Your goal: Check the entries below for lines with "DeserializeOwned"; report only how many there are.

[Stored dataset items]
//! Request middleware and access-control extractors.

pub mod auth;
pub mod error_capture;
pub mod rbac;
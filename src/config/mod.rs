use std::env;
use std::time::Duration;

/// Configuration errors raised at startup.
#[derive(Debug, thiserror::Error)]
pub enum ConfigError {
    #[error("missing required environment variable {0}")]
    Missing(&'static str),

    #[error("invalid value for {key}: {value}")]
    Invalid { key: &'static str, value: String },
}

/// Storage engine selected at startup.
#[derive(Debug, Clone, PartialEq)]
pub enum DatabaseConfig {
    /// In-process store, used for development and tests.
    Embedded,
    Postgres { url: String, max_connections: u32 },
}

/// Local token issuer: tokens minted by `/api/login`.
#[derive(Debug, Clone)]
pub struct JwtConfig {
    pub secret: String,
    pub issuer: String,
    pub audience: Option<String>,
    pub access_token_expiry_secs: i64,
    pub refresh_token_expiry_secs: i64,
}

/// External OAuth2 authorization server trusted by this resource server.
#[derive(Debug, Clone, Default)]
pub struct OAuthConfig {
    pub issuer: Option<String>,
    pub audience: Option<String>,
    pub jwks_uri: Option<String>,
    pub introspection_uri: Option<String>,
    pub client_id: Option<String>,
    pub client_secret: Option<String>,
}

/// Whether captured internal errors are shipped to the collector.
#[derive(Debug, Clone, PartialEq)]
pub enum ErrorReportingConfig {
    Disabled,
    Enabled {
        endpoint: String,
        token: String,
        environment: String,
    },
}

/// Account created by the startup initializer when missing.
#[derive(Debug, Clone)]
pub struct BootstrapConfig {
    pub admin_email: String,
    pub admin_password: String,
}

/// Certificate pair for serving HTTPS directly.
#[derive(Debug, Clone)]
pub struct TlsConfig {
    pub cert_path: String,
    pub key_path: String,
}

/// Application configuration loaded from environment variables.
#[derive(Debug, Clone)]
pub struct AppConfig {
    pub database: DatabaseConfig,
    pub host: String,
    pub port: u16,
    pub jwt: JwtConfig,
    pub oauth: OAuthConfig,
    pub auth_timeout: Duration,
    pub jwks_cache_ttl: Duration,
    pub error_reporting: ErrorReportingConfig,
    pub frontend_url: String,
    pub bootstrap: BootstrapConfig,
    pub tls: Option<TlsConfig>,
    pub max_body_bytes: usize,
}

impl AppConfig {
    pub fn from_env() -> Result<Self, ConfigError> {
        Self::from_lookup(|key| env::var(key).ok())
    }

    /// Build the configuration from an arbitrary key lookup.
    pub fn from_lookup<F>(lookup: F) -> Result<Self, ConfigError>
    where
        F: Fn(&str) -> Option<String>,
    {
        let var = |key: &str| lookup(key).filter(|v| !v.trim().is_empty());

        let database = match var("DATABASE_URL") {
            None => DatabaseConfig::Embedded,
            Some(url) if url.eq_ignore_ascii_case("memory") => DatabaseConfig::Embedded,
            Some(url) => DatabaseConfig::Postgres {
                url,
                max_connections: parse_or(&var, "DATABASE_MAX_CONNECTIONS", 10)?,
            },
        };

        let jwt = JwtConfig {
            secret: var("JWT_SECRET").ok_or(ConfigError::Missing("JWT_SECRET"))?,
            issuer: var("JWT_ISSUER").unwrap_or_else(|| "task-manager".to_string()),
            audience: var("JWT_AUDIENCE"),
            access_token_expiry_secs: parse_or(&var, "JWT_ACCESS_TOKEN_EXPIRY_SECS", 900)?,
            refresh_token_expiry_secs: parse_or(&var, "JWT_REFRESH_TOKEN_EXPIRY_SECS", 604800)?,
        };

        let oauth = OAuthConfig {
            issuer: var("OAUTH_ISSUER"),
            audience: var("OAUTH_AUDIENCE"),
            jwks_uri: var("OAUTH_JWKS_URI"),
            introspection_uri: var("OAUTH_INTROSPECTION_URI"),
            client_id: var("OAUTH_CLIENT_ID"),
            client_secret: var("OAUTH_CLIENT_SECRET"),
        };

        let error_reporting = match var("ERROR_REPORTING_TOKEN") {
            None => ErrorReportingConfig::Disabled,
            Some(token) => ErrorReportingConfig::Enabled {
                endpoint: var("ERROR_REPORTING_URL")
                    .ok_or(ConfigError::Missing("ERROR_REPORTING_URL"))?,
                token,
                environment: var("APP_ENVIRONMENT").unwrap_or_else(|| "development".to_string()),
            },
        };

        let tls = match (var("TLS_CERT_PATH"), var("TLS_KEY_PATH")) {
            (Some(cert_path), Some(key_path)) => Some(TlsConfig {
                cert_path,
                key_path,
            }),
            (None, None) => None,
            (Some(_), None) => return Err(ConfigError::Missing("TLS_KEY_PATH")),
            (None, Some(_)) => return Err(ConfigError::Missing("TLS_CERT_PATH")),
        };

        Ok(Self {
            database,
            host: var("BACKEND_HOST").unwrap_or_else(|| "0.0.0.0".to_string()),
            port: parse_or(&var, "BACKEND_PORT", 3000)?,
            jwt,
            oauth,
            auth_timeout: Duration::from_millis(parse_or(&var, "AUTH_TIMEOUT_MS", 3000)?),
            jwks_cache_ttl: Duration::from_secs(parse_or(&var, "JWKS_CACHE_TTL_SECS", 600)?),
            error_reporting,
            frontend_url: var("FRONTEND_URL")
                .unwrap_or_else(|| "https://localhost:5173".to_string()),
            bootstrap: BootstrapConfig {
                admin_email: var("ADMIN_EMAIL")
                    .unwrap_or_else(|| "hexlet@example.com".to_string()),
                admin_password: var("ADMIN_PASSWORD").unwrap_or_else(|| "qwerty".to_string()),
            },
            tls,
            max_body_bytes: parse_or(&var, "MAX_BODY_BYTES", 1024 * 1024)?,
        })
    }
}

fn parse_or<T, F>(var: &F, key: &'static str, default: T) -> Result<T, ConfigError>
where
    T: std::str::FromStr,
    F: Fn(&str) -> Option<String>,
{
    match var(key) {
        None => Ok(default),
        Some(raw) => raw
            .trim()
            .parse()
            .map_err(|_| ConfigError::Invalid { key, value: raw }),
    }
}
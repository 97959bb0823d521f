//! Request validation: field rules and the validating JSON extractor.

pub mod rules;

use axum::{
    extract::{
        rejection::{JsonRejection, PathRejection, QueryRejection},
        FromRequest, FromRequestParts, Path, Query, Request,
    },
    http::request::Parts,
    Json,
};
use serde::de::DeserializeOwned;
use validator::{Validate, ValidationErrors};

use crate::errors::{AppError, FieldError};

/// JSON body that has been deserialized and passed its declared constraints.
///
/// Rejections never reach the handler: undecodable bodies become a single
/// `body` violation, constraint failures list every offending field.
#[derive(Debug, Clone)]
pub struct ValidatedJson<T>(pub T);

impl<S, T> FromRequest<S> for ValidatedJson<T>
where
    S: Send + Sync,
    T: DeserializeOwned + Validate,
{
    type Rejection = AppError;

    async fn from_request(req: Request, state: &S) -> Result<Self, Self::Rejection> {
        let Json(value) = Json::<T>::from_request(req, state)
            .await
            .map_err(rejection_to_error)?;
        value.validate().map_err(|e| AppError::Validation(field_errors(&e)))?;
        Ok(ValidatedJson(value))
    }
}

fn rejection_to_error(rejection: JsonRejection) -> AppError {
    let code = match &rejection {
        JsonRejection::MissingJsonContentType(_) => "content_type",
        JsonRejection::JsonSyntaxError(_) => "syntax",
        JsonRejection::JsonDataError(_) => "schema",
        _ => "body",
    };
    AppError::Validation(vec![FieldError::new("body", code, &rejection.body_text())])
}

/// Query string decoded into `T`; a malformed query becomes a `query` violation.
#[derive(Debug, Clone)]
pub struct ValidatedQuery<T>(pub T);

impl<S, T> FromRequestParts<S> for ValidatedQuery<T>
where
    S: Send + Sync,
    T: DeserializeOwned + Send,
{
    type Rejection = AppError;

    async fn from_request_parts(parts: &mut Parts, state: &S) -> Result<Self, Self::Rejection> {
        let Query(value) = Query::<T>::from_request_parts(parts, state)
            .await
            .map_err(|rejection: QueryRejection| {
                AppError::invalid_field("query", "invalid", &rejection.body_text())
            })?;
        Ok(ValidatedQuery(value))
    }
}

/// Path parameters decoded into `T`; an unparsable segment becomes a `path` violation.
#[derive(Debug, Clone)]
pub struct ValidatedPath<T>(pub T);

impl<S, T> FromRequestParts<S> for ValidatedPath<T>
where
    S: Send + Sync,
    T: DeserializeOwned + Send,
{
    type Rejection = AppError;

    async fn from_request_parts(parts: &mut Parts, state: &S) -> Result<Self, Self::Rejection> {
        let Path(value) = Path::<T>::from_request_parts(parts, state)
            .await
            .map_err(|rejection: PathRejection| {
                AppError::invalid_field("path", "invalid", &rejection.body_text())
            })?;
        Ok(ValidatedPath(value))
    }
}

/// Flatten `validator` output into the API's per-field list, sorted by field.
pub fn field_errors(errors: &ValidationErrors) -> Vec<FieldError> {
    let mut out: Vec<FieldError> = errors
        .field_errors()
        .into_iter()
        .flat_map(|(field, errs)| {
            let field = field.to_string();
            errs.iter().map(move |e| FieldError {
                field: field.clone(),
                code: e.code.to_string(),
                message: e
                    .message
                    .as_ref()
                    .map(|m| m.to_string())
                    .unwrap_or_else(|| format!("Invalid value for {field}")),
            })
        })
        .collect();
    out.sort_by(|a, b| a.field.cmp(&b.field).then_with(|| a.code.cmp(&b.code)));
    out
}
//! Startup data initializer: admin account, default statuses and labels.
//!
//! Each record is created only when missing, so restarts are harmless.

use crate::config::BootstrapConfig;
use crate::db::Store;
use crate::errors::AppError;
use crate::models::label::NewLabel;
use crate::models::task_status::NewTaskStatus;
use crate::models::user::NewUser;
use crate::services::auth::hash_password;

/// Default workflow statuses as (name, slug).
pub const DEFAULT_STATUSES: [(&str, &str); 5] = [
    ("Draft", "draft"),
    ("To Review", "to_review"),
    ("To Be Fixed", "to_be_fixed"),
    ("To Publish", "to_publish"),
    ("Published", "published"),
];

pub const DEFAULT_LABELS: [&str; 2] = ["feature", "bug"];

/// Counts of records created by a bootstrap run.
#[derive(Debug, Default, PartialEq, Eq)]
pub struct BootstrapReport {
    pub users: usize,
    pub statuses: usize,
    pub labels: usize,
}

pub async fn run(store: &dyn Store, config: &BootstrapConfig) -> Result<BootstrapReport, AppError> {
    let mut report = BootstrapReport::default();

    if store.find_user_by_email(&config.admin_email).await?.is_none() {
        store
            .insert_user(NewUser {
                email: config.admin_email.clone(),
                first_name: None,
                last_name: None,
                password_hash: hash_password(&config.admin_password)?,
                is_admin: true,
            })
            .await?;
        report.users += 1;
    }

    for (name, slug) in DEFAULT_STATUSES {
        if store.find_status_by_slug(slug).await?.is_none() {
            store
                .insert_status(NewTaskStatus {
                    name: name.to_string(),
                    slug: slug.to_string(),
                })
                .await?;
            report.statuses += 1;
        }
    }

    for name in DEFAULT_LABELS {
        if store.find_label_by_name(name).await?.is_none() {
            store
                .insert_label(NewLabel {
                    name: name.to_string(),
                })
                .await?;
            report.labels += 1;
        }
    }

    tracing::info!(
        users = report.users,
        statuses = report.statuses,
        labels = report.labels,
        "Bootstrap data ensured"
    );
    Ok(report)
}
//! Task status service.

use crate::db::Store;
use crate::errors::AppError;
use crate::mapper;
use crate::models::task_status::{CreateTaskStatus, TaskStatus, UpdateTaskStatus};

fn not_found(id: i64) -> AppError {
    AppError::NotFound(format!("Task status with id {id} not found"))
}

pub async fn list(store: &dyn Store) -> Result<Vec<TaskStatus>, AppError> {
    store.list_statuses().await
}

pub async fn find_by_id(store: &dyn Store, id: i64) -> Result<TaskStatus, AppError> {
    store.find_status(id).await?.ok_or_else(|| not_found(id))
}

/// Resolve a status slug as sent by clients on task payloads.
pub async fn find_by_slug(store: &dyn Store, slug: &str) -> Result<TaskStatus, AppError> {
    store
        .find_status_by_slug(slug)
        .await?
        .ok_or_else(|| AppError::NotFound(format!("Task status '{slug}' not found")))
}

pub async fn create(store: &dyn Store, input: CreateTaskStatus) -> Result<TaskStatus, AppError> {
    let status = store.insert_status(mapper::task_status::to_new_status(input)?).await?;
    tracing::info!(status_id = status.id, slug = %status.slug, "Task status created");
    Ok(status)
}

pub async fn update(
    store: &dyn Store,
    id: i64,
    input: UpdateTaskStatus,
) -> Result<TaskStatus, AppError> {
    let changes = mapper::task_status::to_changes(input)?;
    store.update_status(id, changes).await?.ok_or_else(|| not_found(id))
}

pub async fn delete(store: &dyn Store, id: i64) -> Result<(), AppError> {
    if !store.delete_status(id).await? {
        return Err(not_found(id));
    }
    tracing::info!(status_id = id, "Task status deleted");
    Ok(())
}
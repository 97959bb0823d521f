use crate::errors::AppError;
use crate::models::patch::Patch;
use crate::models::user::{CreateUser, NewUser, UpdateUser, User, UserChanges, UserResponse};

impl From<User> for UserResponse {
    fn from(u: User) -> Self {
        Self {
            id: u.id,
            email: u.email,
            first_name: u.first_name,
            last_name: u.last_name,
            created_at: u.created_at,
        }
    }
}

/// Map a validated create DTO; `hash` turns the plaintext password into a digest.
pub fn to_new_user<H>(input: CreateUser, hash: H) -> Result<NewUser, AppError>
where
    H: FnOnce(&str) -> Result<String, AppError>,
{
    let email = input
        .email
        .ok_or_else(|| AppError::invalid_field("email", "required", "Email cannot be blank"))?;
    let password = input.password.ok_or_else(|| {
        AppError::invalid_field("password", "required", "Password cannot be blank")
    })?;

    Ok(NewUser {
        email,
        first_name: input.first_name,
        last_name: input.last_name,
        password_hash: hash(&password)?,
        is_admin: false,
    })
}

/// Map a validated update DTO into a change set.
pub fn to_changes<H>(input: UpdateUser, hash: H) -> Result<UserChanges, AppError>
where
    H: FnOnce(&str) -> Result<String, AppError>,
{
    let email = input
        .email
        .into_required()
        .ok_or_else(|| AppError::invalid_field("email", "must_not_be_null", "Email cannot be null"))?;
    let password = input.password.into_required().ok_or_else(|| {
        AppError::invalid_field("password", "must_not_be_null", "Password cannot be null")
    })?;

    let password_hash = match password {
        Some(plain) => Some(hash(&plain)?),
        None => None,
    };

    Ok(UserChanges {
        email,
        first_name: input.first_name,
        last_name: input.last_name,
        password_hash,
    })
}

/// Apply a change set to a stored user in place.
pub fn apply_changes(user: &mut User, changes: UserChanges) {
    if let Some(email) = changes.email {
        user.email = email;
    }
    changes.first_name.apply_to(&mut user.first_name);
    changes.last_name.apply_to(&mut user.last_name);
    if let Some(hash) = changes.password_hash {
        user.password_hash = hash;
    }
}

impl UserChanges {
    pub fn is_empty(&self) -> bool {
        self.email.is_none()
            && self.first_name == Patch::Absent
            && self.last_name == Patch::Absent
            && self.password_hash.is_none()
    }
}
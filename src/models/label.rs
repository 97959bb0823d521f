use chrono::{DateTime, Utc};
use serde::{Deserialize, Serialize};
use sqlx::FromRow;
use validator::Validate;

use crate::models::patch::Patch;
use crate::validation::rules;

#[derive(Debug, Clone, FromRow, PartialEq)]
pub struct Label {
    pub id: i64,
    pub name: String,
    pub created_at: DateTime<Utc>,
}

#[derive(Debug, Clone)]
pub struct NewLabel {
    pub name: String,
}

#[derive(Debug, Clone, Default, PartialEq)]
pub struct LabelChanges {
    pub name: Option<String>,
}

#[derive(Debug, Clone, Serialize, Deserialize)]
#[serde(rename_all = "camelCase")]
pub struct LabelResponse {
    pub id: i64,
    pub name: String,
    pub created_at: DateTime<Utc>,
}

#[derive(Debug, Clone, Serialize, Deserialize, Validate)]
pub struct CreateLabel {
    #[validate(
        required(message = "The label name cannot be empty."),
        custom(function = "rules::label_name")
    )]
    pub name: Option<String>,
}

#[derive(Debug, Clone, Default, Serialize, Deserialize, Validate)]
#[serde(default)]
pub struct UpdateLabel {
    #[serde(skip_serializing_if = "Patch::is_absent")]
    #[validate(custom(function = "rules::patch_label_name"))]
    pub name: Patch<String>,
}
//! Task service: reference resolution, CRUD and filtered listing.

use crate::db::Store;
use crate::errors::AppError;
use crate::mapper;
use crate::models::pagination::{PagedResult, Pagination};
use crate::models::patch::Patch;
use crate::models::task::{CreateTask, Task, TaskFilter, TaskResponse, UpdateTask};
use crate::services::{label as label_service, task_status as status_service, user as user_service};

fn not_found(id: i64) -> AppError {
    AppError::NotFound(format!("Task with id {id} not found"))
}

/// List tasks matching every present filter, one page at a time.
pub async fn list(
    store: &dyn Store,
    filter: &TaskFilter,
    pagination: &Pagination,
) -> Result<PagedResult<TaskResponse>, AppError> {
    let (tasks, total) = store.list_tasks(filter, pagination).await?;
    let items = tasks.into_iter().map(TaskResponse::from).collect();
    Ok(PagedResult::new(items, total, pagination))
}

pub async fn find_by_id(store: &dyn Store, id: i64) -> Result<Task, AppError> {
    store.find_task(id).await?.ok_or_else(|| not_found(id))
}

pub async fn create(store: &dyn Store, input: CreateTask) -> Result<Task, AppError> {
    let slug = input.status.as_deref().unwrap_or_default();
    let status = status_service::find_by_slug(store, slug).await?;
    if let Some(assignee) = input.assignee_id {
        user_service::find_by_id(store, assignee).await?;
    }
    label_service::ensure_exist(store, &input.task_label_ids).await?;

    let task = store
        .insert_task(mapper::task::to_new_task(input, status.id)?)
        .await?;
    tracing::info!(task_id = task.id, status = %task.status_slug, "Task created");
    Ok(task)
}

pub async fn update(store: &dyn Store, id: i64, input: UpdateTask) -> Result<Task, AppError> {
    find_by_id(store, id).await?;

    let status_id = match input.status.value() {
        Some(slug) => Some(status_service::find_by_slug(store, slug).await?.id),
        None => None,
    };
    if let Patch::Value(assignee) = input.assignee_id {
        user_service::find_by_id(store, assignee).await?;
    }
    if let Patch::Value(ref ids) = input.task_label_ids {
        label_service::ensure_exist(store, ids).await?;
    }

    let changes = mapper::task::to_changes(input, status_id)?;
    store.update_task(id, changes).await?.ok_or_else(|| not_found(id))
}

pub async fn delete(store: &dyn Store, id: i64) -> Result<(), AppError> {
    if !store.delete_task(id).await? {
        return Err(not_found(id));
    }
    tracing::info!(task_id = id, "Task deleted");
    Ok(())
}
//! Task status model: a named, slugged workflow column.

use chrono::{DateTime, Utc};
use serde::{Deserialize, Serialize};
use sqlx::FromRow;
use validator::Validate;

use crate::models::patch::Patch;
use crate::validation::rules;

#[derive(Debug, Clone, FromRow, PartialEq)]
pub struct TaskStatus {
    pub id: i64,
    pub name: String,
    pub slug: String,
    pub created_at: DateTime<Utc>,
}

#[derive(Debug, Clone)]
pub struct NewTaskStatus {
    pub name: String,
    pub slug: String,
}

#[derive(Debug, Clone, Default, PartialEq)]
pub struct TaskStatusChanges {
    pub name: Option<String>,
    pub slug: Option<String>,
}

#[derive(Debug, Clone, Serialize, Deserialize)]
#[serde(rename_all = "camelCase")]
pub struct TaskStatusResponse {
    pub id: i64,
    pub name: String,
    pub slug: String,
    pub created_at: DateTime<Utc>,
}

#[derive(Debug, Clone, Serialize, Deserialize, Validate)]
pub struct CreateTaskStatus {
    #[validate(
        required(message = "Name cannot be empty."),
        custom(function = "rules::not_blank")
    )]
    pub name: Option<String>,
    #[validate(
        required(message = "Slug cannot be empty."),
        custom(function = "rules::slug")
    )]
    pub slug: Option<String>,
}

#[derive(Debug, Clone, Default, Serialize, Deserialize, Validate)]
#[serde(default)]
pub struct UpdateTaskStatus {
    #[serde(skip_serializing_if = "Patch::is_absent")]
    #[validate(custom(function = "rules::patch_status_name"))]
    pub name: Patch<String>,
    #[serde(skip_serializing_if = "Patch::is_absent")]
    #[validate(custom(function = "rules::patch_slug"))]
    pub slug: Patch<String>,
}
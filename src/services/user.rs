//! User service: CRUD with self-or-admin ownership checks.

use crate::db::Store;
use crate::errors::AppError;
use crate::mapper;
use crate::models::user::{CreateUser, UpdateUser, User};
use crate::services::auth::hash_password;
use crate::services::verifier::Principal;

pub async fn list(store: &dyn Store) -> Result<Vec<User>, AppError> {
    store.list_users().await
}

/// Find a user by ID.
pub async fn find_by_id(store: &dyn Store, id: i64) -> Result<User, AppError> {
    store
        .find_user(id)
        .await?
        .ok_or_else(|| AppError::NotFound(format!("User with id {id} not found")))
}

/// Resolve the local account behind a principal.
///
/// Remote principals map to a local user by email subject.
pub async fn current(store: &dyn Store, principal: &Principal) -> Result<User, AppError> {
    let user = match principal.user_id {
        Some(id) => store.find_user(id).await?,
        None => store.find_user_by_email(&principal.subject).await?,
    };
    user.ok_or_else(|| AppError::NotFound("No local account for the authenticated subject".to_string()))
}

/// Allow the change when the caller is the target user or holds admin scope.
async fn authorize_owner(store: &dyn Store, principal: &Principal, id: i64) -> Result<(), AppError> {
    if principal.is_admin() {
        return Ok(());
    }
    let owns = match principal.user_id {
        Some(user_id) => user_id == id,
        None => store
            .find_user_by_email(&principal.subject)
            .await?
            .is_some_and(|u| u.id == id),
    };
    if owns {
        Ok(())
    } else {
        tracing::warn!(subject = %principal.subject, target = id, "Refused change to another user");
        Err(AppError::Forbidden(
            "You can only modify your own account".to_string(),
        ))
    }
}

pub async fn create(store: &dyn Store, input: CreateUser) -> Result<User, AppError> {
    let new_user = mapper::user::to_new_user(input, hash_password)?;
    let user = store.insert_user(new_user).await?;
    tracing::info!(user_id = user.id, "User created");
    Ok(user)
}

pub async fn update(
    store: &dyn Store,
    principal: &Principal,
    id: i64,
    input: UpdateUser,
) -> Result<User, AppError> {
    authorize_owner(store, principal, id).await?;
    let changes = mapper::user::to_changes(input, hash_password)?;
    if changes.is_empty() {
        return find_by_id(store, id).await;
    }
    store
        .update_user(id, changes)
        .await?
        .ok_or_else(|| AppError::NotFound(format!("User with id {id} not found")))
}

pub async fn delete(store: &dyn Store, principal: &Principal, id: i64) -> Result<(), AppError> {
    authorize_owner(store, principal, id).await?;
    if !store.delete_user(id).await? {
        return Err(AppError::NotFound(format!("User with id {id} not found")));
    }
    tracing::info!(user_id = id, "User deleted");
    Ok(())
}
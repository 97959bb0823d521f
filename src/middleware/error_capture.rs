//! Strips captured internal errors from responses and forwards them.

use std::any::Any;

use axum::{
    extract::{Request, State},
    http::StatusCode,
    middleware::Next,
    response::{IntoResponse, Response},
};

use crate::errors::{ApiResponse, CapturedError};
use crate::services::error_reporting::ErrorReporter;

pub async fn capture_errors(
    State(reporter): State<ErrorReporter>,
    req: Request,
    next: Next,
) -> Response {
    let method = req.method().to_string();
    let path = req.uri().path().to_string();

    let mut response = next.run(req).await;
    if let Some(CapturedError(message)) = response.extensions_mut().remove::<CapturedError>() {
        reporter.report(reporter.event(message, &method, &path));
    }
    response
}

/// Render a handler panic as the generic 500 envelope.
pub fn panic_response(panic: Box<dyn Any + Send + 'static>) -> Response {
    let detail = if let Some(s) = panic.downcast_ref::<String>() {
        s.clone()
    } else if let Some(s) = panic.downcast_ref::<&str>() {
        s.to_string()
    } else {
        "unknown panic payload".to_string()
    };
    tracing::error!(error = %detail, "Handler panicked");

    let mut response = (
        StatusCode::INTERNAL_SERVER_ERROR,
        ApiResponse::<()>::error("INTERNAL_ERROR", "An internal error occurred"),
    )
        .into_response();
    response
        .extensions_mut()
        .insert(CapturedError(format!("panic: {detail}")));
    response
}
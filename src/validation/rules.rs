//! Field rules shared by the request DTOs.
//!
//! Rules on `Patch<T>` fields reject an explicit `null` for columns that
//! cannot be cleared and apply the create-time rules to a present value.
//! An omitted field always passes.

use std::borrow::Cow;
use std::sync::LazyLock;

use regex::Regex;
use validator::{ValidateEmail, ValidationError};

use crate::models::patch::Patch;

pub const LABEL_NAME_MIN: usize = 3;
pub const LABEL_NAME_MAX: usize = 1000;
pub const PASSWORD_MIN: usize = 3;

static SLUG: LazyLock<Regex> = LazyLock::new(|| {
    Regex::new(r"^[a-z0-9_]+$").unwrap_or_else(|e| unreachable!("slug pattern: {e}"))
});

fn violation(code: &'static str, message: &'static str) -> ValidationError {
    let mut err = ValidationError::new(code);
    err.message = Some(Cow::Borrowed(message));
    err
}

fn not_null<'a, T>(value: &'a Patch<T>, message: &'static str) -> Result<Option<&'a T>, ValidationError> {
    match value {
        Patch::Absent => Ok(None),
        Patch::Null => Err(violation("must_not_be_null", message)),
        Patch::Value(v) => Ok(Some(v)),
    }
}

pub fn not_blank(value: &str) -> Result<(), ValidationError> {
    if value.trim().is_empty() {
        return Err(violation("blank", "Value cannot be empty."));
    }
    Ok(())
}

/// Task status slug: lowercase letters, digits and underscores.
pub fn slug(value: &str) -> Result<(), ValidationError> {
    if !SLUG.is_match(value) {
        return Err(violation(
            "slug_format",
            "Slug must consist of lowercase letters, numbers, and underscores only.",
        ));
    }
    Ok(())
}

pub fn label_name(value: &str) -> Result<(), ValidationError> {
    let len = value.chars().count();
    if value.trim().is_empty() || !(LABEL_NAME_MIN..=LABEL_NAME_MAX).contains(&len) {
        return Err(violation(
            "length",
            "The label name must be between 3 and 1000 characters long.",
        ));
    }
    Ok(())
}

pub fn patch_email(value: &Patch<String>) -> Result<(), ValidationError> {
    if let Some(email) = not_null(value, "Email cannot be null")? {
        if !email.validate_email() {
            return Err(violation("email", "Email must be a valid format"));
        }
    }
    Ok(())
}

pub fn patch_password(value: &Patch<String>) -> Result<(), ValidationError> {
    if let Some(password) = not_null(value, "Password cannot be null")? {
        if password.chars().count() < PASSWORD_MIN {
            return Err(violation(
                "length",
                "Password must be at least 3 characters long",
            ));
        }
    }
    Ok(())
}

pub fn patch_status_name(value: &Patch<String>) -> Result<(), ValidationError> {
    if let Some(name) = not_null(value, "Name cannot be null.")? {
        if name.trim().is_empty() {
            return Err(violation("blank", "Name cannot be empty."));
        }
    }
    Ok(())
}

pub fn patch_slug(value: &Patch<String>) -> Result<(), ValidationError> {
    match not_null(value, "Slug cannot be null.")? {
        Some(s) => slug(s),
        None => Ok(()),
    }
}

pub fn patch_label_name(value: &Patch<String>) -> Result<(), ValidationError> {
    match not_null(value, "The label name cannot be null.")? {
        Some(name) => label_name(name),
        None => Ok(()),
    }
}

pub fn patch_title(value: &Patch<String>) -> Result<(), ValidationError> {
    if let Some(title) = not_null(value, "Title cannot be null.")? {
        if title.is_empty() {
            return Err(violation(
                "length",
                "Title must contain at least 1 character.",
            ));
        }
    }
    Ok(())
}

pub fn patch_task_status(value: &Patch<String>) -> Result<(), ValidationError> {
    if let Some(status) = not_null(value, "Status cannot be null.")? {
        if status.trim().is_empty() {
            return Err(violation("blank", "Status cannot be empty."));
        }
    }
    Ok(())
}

Output below: 4